Safety, efficacy and renal effect of febuxostat in patients with moderate-to-severe kidney dysfunction

Hyperuricemia (HU) is common in patients with chronic kidney disease (CKD), and accumulating evidence suggests it has a pathogenic role in the progression of the disease. However, a major challenge in treating patients with HU is the adverse effects caused by urate-lowering drugs used to treat CKD. Because of these untoward effects, doses need to be reduced, which leads to suboptimal efficacy. Febuxostat has been shown to be highly efficacious in reducing serum uric acid (sUA) and is well tolerated in patients with mild kidney dysfunction.
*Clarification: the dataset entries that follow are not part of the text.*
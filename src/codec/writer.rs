//! VisDic XML writer.
//!
//! Synsets are written one per line with no inner whitespace, children in schema order. Every
//! text node goes through [escape_text], so any string the reader produced is written back
//! unchanged after a second read.

use quick_xml::escape::escape;
use std::{collections::HashSet, fmt::Write as _, io};

use crate::{
    error::WnError,
    lexicon::Lexicon,
    properties::{Link, Synset},
};

const XML_DECL: &str = r#"<?xml version="1.0" encoding="UTF-8"?>"#;
const DOCTYPE: &str = r#"<!DOCTYPE WNXML SYSTEM "wnxml.dtd">"#;

pub fn write_header() -> String {
    format!("{XML_DECL}\n{DOCTYPE}\n<WNXML>")
}

pub fn write_footer() -> String {
    "</WNXML>".to_string()
}

/// Replace the five reserved characters with entity references. Fails on characters that XML
/// 1.0 cannot carry at all.
pub fn escape_text(text: &str) -> Result<String, WnError> {
    if let Some(bad) = text.chars().find(|c| !is_xml_char(*c)) {
        return Err(WnError::Serialization(format!(
            "character U+{:04X} cannot be represented in XML 1.0",
            bad as u32
        )));
    }
    Ok(escape(text).into_owned())
}

/// Whether XML 1.0 allows `c` in character data.
pub(crate) fn is_xml_char(c: char) -> bool {
    match c {
        '\t' | '\n' | '\r' => true,
        '\u{FFFE}' | '\u{FFFF}' => false,
        c => c >= '\u{20}',
    }
}

fn element(out: &mut String, tag: &str, text: &str) -> Result<(), WnError> {
    write!(out, "<{tag}>{}</{tag}>", escape_text(text)?)?;
    Ok(())
}

fn optional_element(out: &mut String, tag: &str, text: &str) -> Result<(), WnError> {
    if text.is_empty() {
        return Ok(());
    }
    element(out, tag, text)
}

fn typed_link(out: &mut String, tag: &str, target: &str, kind: &str) -> Result<(), WnError> {
    write!(
        out,
        "<{tag}>{}<TYPE>{}</TYPE></{tag}>",
        escape_text(target)?,
        escape_text(kind)?
    )?;
    Ok(())
}

fn links(out: &mut String, tag: &str, links: &[Link]) -> Result<(), WnError> {
    for link in links {
        typed_link(out, tag, &link.target, &link.kind)?;
    }
    Ok(())
}

/// One `<SYNSET>` element, without a trailing newline.
pub fn write_synset(synset: &Synset) -> Result<String, WnError> {
    let mut out = String::with_capacity(256);
    out.push_str("<SYNSET>");
    element(&mut out, "ID", &synset.id)?;
    optional_element(&mut out, "ID3", &synset.id3)?;
    element(&mut out, "POS", synset.pos.tag())?;

    out.push_str("<SYNONYM>");
    for literal in synset.literals.iter() {
        write!(out, "<LITERAL>{}", escape_text(&literal.word)?)?;
        element(&mut out, "SENSE", &literal.sense)?;
        optional_element(&mut out, "LNOTE", &literal.lnote)?;
        optional_element(&mut out, "NUCLEUS", &literal.nucleus)?;
        out.push_str("</LITERAL>");
    }
    out.push_str("</SYNONYM>");

    let mut written = HashSet::new();
    for relation in synset.relations.iter() {
        if written.insert(relation) {
            typed_link(&mut out, "ILR", &relation.target, relation.kind.as_str())?;
        }
    }

    optional_element(&mut out, "DEF", &synset.definition)?;
    optional_element(&mut out, "BCS", &synset.bcs)?;
    for usage in synset.usages.iter() {
        element(&mut out, "USAGE", usage)?;
    }
    for snote in synset.snotes.iter() {
        element(&mut out, "SNOTE", snote)?;
    }
    optional_element(&mut out, "STAMP", &synset.stamp)?;
    optional_element(&mut out, "DOMAIN", &synset.domain)?;
    links(&mut out, "SUMO", &synset.sumo)?;
    optional_element(&mut out, "NL", &synset.nl)?;
    optional_element(&mut out, "TNL", &synset.tnl)?;
    links(&mut out, "ELR", &synset.elrs)?;
    links(&mut out, "ELR3", &synset.elrs3)?;
    links(&mut out, "EKSZ", &synset.eksz)?;
    links(&mut out, "VFRAME", &synset.vframes)?;
    out.push_str("</SYNSET>");
    Ok(out)
}

/// A complete document holding `synsets`, one per line.
pub fn write_synsets<'a, I, W>(synsets: I, mut out: W) -> Result<(), WnError>
where
    I: IntoIterator<Item = &'a Synset>,
    W: io::Write,
{
    writeln!(out, "{}", write_header())?;
    let mut count = 0usize;
    for synset in synsets {
        writeln!(out, "{}", write_synset(synset)?)?;
        count += 1;
    }
    writeln!(out, "{}", write_footer())?;
    out.flush()?;
    tracing::debug!("Wrote {} synsets", count);
    Ok(())
}

pub fn write_lexicon<W: io::Write>(lexicon: &Lexicon, out: W) -> Result<(), WnError> {
    write_synsets(lexicon.synsets(), out)
}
However, its safety and efficacy have not been well studied in more advanced cases of CKD. We studied the safety and efficacy of escalating doses of febuxostat over a 24-week period in 70 patients with CKD stages 3b, 4 and 5, and we also observed the changes in blood pressure, estimated glomerular filtration rate (eGFR) and proteinuria following the reduction of sUA. Drug-related adverse events (AEs) occurred in only 5 out of 70 patients. All but one of the events were mild, and all five patients fully recovered. By 24 weeks, the reduction of sUA levels was >40% in CKD stage 3b and >50% in CKD stages 4 and 5. More than 70% of patients achieved target sUA levels of 6mg dl(-1) or less. Multivariate analysis showed that a greater reduction in sUA with febuxostat was associated with an increase in eGFR and a tendency toward decreased proteinuria. Febuxostat was safe and efficacious in the treatment of CKD stages 3b-5.